PROVIDED INFORMATION »
● ● ● ● ● ● ●

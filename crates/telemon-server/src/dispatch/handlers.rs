//! Metric routes: decode, verify, touch the store, render.

use axum::extract::{Path, State};
use axum::response::Response;
use tracing::debug;

use telemon_core::protocol::json::{decode_batch, decode_metric, decode_update};
use telemon_core::protocol::path::decode_path;
use telemon_core::{Metric, MetricsError, Result};

use crate::app_state::AppState;
use crate::dispatch::body::MetricBody;
use crate::dispatch::respond::{render, Negotiation, Reply};

pub const SAVED: &str = "metric was saved";
pub const BATCH_SAVED: &str = "metrics batch was updated";

fn verify(state: &AppState, metric: &Metric) -> Result<()> {
    match state.signer() {
        Some(signer) => signer.verify_metric(metric),
        None => Ok(()),
    }
}

async fn save(state: &AppState, metric: Metric) -> Result<Reply> {
    verify(state, &metric)?;
    state.store().update_metric(&metric).await?;
    state.stats().updated(metric.kind.as_str(), 1);
    debug!(id = %metric.id, kind = %metric.kind, "metric saved");
    Ok(Reply::Message(SAVED))
}

async fn lookup(state: &AppState, query: Metric) -> Result<Reply> {
    let found = state.store().get_metric(&query).await?;
    Ok(Reply::Metric(found))
}

/// `POST /update/:kind/:id/:value`
pub async fn update_path(
    State(state): State<AppState>,
    neg: Negotiation,
    Path((kind, id, value)): Path<(String, String, String)>,
) -> Response {
    let result = async {
        let metric = decode_path(&kind, &id, Some(value.as_str()))?;
        if metric.is_query() {
            return Err(MetricsError::NullAttr(format!("value of {kind} {id}")));
        }
        if state.signer().is_some() {
            return Err(MetricsError::AuthFailed(
                "unsigned path update while a key is configured".into(),
            ));
        }
        save(&state, metric).await
    }
    .await;
    render(&state, neg, result)
}

/// `POST /update/`
pub async fn update_json(State(state): State<AppState>, neg: Negotiation, MetricBody(body): MetricBody) -> Response {
    let result = async { save(&state, decode_update(&body)?).await }.await;
    render(&state, neg, result)
}

/// `POST /updates/`
pub async fn update_batch(State(state): State<AppState>, neg: Negotiation, MetricBody(body): MetricBody) -> Response {
    let result = async {
        let batch = decode_batch(&body)?;
        for metric in &batch {
            verify(&state, metric)?;
        }
        state.store().update_metrics(&batch).await?;

        let counters = batch.iter().filter(|m| m.delta.is_some()).count() as u64;
        state.stats().updated("counter", counters);
        state.stats().updated("gauge", batch.len() as u64 - counters);
        debug!(size = batch.len(), "batch saved");
        Ok(Reply::Message(BATCH_SAVED))
    }
    .await;
    render(&state, neg, result)
}

/// `GET /value/:kind/:id`
pub async fn value_path(
    State(state): State<AppState>,
    neg: Negotiation,
    Path((kind, id)): Path<(String, String)>,
) -> Response {
    let result = async { lookup(&state, decode_path(&kind, &id, None)?).await }.await;
    render(&state, neg, result)
}

/// `POST /value/`
pub async fn value_json(State(state): State<AppState>, neg: Negotiation, MetricBody(body): MetricBody) -> Response {
    let result = async {
        let query = decode_metric(&body)?;
        lookup(&state, Metric::query(query.id, query.kind)).await
    }
    .await;
    render(&state, neg, result)
}
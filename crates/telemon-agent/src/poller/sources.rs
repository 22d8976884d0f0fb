//! Metric sources sampled on every poll tick.

use rand::Rng;
use sysinfo::{Pid, System};
use tracing::debug;

use telemon_core::{Metric, MetricsError, Result};

use crate::alloc;

/// One family of samples. A failing source is skipped for that tick.
pub trait MetricSource: Send {
    fn name(&self) -> &'static str;
    fn collect(&mut self) -> Result<Vec<Metric>>;
}

/// `PollCount` (+1 per tick) and `RandomValue` in `[0, 1)`.
#[derive(Debug, Default)]
pub struct PollSource;

impl MetricSource for PollSource {
    fn name(&self) -> &'static str {
        "poll"
    }

    fn collect(&mut self) -> Result<Vec<Metric>> {
        let random: f64 = rand::thread_rng().gen();
        Ok(vec![
            Metric::counter("PollCount", 1),
            Metric::gauge("RandomValue", random),
        ])
    }
}

/// Allocator counters plus this process's memory and CPU.
pub struct RuntimeSource {
    sys: System,
    pid: Option<Pid>,
}

impl RuntimeSource {
    pub fn new() -> Self {
        Self {
            sys: System::new(),
            pid: sysinfo::get_current_pid().ok(),
        }
    }
}

impl Default for RuntimeSource {
    fn default() -> Self {
        Self::new()
    }
}

impl MetricSource for RuntimeSource {
    fn name(&self) -> &'static str {
        "runtime"
    }

    fn collect(&mut self) -> Result<Vec<Metric>> {
        let stats = alloc::snapshot();
        let mut out = vec![
            Metric::gauge("Alloc", stats.alloc as f64),
            Metric::gauge("TotalAlloc", stats.total_alloc as f64),
            Metric::gauge("Mallocs", stats.mallocs as f64),
            Metric::gauge("Frees", stats.frees as f64),
            Metric::gauge("HeapObjects", stats.heap_objects() as f64),
        ];

        let Some(pid) = self.pid else {
            debug!("current pid unknown; process stats skipped");
            return Ok(out);
        };
        self.sys.refresh_process(pid);
        match self.sys.process(pid) {
            Some(process) => {
                out.push(Metric::gauge("ProcessResident", process.memory() as f64));
                out.push(Metric::gauge("ProcessVirtual", process.virtual_memory() as f64));
                out.push(Metric::gauge("ProcessCpuPercent", f64::from(process.cpu_usage())));
            }
            None => debug!(%pid, "process not visible; process stats skipped"),
        }
        Ok(out)
    }
}

/// Host memory and per-core CPU utilisation.
pub struct HostSource {
    sys: System,
}

impl HostSource {
    pub fn new() -> Self {
        let mut sys = System::new();
        // CPU usage is a delta between two refreshes; prime the first one.
        sys.refresh_cpu();
        Self { sys }
    }
}

impl Default for HostSource {
    fn default() -> Self {
        Self::new()
    }
}

impl MetricSource for HostSource {
    fn name(&self) -> &'static str {
        "host"
    }

    fn collect(&mut self) -> Result<Vec<Metric>> {
        self.sys.refresh_memory();
        self.sys.refresh_cpu();

        let total = self.sys.total_memory();
        if total == 0 {
            return Err(MetricsError::Unavailable("host memory stats unavailable".into()));
        }

        let mut out = vec![
            Metric::gauge("TotalMemory", total as f64),
            Metric::gauge("FreeMemory", self.sys.free_memory() as f64),
        ];
        for (i, cpu) in self.sys.cpus().iter().enumerate() {
            out.push(Metric::gauge(
                format!("CPUutilization{}", i + 1),
                f64::from(cpu.cpu_usage()),
            ));
        }
        Ok(out)
    }
}

/// The three standard sources.
pub fn default_sources() -> Vec<Box<dyn MetricSource>> {
    vec![
        Box::new(RuntimeSource::new()),
        Box::new(HostSource::new()),
        Box::new(PollSource),
    ]
}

● ● ● ● ● ● ●

TASK ITEM »
The lines above are to be retyped exactly, with none omitted.

RESPONSE TO THE EXERCISE »
filename crates/telemon-server/src/dispatch/handlers.rs
//! Metric routes: decode, verify, touch the store, render.

use axum::extract::{Path, State};
use axum::response::Response;
use tracing::debug;

use telemon_core::protocol::json::{decode_batch, decode_metric, decode_update};
use telemon_core::protocol::path::decode_path;
use telemon_core::{Metric, MetricsError, Result};

use crate::app_state::AppState;
use crate::dispatch::body::MetricBody;
use crate::dispatch::respond::{render, Negotiation, Reply};

pub const SAVED: &str = "metric was saved";
pub const BATCH_SAVED: &str = "metrics batch was updated";

fn verify(state: &AppState, metric: &Metric) -> Result<()> {
    match state.signer() {
        Some(signer) => signer.verify_metric(metric),
        None => Ok(()),
    }
}

async fn save(state: &AppState, metric: Metric) -> Result<Reply> {
    verify(state, &metric)?;
    state.store().update_metric(&metric).await?;
    state.stats().updated(metric.kind.as_str(), 1);
    debug!(id = %metric.id, kind = %metric.kind, "metric saved");
    Ok(Reply::Message(SAVED))
}

async fn lookup(state: &AppState, query: Metric) -> Result<Reply> {
    let found = state.store().get_metric(&query).await?;
    Ok(Reply::Metric(found))
}

/// `POST /update/:kind/:id/:value`
pub async fn update_path(
    State(state): State<AppState>,
    neg: Negotiation,
    Path((kind, id, value)): Path<(String, String, String)>,
) -> Response {
    let result = async {
        let metric = decode_path(&kind, &id, Some(value.as_str()))?;
        if metric.is_query() {
            return Err(MetricsError::NullAttr(format!("value of {kind} {id}")));
        }
        if state.signer().is_some() {
            return Err(MetricsError::AuthFailed(
                "unsigned path update while a key is configured".into(),
            ));
        }
        save(&state, metric).await
    }
    .await;
    render(&state, neg, result)
}

/// `POST /update/`
pub async fn update_json(State(state): State<AppState>, neg: Negotiation, MetricBody(body): MetricBody) -> Response {
    let result = async { save(&state, decode_update(&body)?).await }.await;
    render(&state, neg, result)
}

/// `POST /updates/`
pub async fn update_batch(State(state): State<AppState>, neg: Negotiation, MetricBody(body): MetricBody) -> Response {
    let result = async {
        let batch = decode_batch(&body)?;
        for metric in &batch {
            verify(&state, metric)?;
        }
        state.store().update_metrics(&batch).await?;

        let counters = batch.iter().filter(|m| m.delta.is_some()).count() as u64;
        state.stats().updated("counter", counters);
        state.stats().updated("gauge", batch.len() as u64 - counters);
        debug!(size = batch.len(), "batch saved");
        Ok(Reply::Message(BATCH_SAVED))
    }
    .await;
    render(&state, neg, result)
}

/// `GET /value/:kind/:id`
pub async fn value_path(
    State(state): State<AppState>,
    neg: Negotiation,
    Path((kind, id)): Path<(String, String)>,
) -> Response {
    let result = async { lookup(&state, decode_path(&kind, &id, None)?).await }.await;
    render(&state, neg, result)
}

/// `POST /value/`
pub async fn value_json(State(state): State<AppState>, neg: Negotiation, MetricBody(body): MetricBody) -> Response {
    let result = async {
        let query = decode_metric(&body)?;
        lookup(&state, Metric::query(query.id, query.kind)).await
    }
    .await;
    render(&state, neg, result)
}
filename crates/telemon-agent/src/poller/sources.rs
repository 22d8976884d0f0fb
//! Metric sources sampled on every poll tick.

use rand::Rng;
use sysinfo::{Pid, System};
use tracing::debug;

use telemon_core::{Metric, MetricsError, Result};

use crate::alloc;

/// One family of samples. A failing source is skipped for that tick.
pub trait MetricSource: Send {
    fn name(&self) -> &'static str;
    fn collect(&mut self) -> Result<Vec<Metric>>;
}

/// `PollCount` (+1 per tick) and `RandomValue` in `[0, 1)`.
#[derive(Debug, Default)]
pub struct PollSource;

impl MetricSource for PollSource {
    fn name(&self) -> &'static str {
        "poll"
    }

    fn collect(&mut self) -> Result<Vec<Metric>> {
        let random: f64 = rand::thread_rng().gen();
        Ok(vec![
            Metric::counter("PollCount", 1),
            Metric::gauge("RandomValue", random),
        ])
    }
}

/// Allocator counters plus this process's memory and CPU.
pub struct RuntimeSource {
    sys: System,
    pid: Option<Pid>,
}

impl RuntimeSource {
    pub fn new() -> Self {
        Self {
            sys: System::new(),
            pid: sysinfo::get_current_pid().ok(),
        }
    }
}

impl Default for RuntimeSource {
    fn default() -> Self {
        Self::new()
    }
}

impl MetricSource for RuntimeSource {
    fn name(&self) -> &'static str {
        "runtime"
    }

    fn collect(&mut self) -> Result<Vec<Metric>> {
        let stats = alloc::snapshot();
        let mut out = vec![
            Metric::gauge("Alloc", stats.alloc as f64),
            Metric::gauge("TotalAlloc", stats.total_alloc as f64),
            Metric::gauge("Mallocs", stats.mallocs as f64),
            Metric::gauge("Frees", stats.frees as f64),
            Metric::gauge("HeapObjects", stats.heap_objects() as f64),
        ];

        let Some(pid) = self.pid else {
            debug!("current pid unknown; process stats skipped");
            return Ok(out);
        };
        self.sys.refresh_process(pid);
        match self.sys.process(pid) {
            Some(process) => {
                out.push(Metric::gauge("ProcessResident", process.memory() as f64));
                out.push(Metric::gauge("ProcessVirtual", process.virtual_memory() as f64));
                out.push(Metric::gauge("ProcessCpuPercent", f64::from(process.cpu_usage())));
            }
            None => debug!(%pid, "process not visible; process stats skipped"),
        }
        Ok(out)
    }
}

/// Host memory and per-core CPU utilisation.
pub struct HostSource {
    sys: System,
}

impl HostSource {
    pub fn new() -> Self {
        let mut sys = System::new();
        // CPU usage is a delta between two refreshes; prime the first one.
        sys.refresh_cpu();
        Self { sys }
    }
}

impl Default for HostSource {
    fn default() -> Self {
        Self::new()
    }
}

impl MetricSource for HostSource {
    fn name(&self) -> &'static str {
        "host"
    }

    fn collect(&mut self) -> Result<Vec<Metric>> {
        self.sys.refresh_memory();
        self.sys.refresh_cpu();

        let total = self.sys.total_memory();
        if total == 0 {
            return Err(MetricsError::Unavailable("host memory stats unavailable".into()));
        }

        let mut out = vec![
            Metric::gauge("TotalMemory", total as f64),
            Metric::gauge("FreeMemory", self.sys.free_memory() as f64),
        ];
        for (i, cpu) in self.sys.cpus().iter().enumerate() {
            out.push(Metric::gauge(
                format!("CPUutilization{}", i + 1),
                f64::from(cpu.cpu_usage()),
            ));
        }
        Ok(out)
    }
}

/// The three standard sources.
pub fn default_sources() -> Vec<Box<dyn MetricSource>> {
    vec![
        Box::new(RuntimeSource::new()),
        Box::new(HostSource::new()),
        Box::new(PollSource),
    ]
}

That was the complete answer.